To evaluate how exhaustively the bacterial communities of each hypervariable regions were sampled, rarefaction curves of the detected ASVs were generated using the QIIME 254 diversity alpha-rarefaction plugin, and the median frequency of the reads was set as the sequencing depth. Both alpha- and beta-diversity were determined using the rarefied number of reads as a proxy for abundance in QIIME 2.

Taxonomic assignments and the identification of potential pathogenic bacterial species

Based on our knowledge and previous experience overcoming the methodological limitations of the most common informatics classifier, potential human pathogenic bacteria were identified up to the species level using two complementary bioinformatics software. Initially, a taxonomic classification of all detected ASVs was conducted via the RDP classifier in Dada2 v. 1.16 that was trained against the SILVA v. 138 database55 implementing the addSpecies function. This function was enabled to increase taxonomic confidence56 and extend the assignment of representative sequences beyond the genus level50. The ASVs with unassigned families (or higher taxonomic levels) were not further investigated as possible pathogenic bacteria and were not considered to be pathogenic (as described below).

The identification of potential human pathogenic bacterial species was achieved with the Pplacer v. 1.125 program suite. Briefly, these programs place query sequences into reference phylogenetic trees to classify species and linages25. RDP classification was then used to sort only pathogenic bacterial genera according to the TRBA-466 prokaryote classification [Ausschuss für Biologische Arbeitsstoffe (ABAS), 2015/2015]57. High quality 16S rRNA sequences (1480–1530 bp) of human pathogenic species of selected genera were downloaded from NCBI GenBank58 and employed as reference sequences in successive phylogenetic analyses. Query and reference sequences were aligned using MAFFT v. 7.31351 and placed in a reference tree built with the Maximum Likelihood method using RAxML v. 8.2.1059 under the General Time Reversible (GTR) model and discrete gamma distribution (GAMMA)59. Notably, distinct bacterial microbiota arrangements were observed among hypervariable regions, so specific reference sequences were prepared ad hoc for each 16S rRNA region analyzed and are reported in Table S1.

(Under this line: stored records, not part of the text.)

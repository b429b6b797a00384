//! Core library for cinecache.
//!
//! Client-side data layer for browsing, searching and bookmarking items
//! from a remote movie catalog:
//!
//! - `api`: typed, validated access to the remote catalog
//! - `cache`: in-memory query cache with request deduplication, plus a
//!   disk cache for offline use
//! - `catalog`: the dispatch facade tying the two together
//! - `state`: durable favorites and preferences
//! - `filter`, `pagination`: client-side category filter and paging
//! - `auth`, `config`, `images`, `storage`, `utils`: supporting pieces

pub mod api;
pub mod auth;
pub mod cache;
pub mod catalog;
pub mod config;
pub mod filter;
pub mod images;
pub mod models;
pub mod pagination;
pub mod state;
pub mod storage;
pub mod utils;

pub use api::{ApiClient, ApiError, CatalogSource};
pub use cache::{CacheKey, CacheManager, QueryCache, QuerySnapshot, QueryStatus};
pub use catalog::{Catalog, ItemPage};
pub use config::Config;
pub use filter::filter_by_category;
pub use pagination::{PageRequest, SearchSession, SessionStatus};
pub use state::UserState;
pub use storage::{FileStore, KeyValueStore, MemoryStore, StorageError};
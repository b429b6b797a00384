//! Persisted display preferences.

use std::fmt;
use std::str::FromStr;

use serde::{Deserialize, Serialize};

/// How result lists are laid out. Presentation only.
#[derive(Debug, Clone, Copy, PartialEq, Eq, Default, Serialize, Deserialize)]
#[serde(rename_all = "lowercase")]
pub enum ViewMode {
    #[default]
    Grid,
    List,
}

impl ViewMode {
    pub fn as_str(&self) -> &'static str {
        match self {
            ViewMode::Grid => "grid",
            ViewMode::List => "list",
        }
    }

    pub fn toggled(&self) -> Self {
        match self {
            ViewMode::Grid => ViewMode::List,
            ViewMode::List => ViewMode::Grid,
        }
    }
}

impl fmt::Display for ViewMode {
    fn fmt(&self, f: &mut fmt::Formatter<'_>) -> fmt::Result {
        f.write_str(self.as_str())
    }
}

impl FromStr for ViewMode {
    type Err = String;

    fn from_str(s: &str) -> Result<Self, Self::Err> {
        match s {
            "grid" => Ok(ViewMode::Grid),
            "list" => Ok(ViewMode::List),
            other => Err(format!("unknown view mode: {:?}", other)),
        }
    }
}

#[derive(Debug, Clone, Default, PartialEq, Eq)]
pub struct Preferences {
    pub last_search_term: String,
    pub view_mode: ViewMode,
}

Finally, taxonomic assignments for the ASVs obtained via RDP and Pplacer were compared, and three discrete categories were identified: (1) “potential pathogenic bacteria,” which was defined with ASVs with the same (e.g., at the genus level in both RDP and Pplacer) or complementary (e.g., at family level in RDP and genus and species levels in Pplacer) taxonomic assignments from both classifiers; (2) “no consistent pathogenic bacteria,” which was defined as ASVs with discordant taxonomic classifications between classifiers; and (3) “no pathogenic bacteria,” which was defined as no human pathogenic species or ASVs with species-level taxonomies that were not defined with either the RDP or Pplacer approaches. Shared or medically exclusive and important ASVs among hypervariable regions were visualized using Venn diagrams created with the open web-software InteractiVenn60.

Ethics declarations

Gastrointestinal samples were collected following the regulations of the Mexican government, Bioethical committee of the agriculture and wild life agency (SGPVA/DGVS/003083/18) and with the assistance and approval of African Safari Zoo (Puebla, México). The study is reported in accordance with ARRIVE guidelines.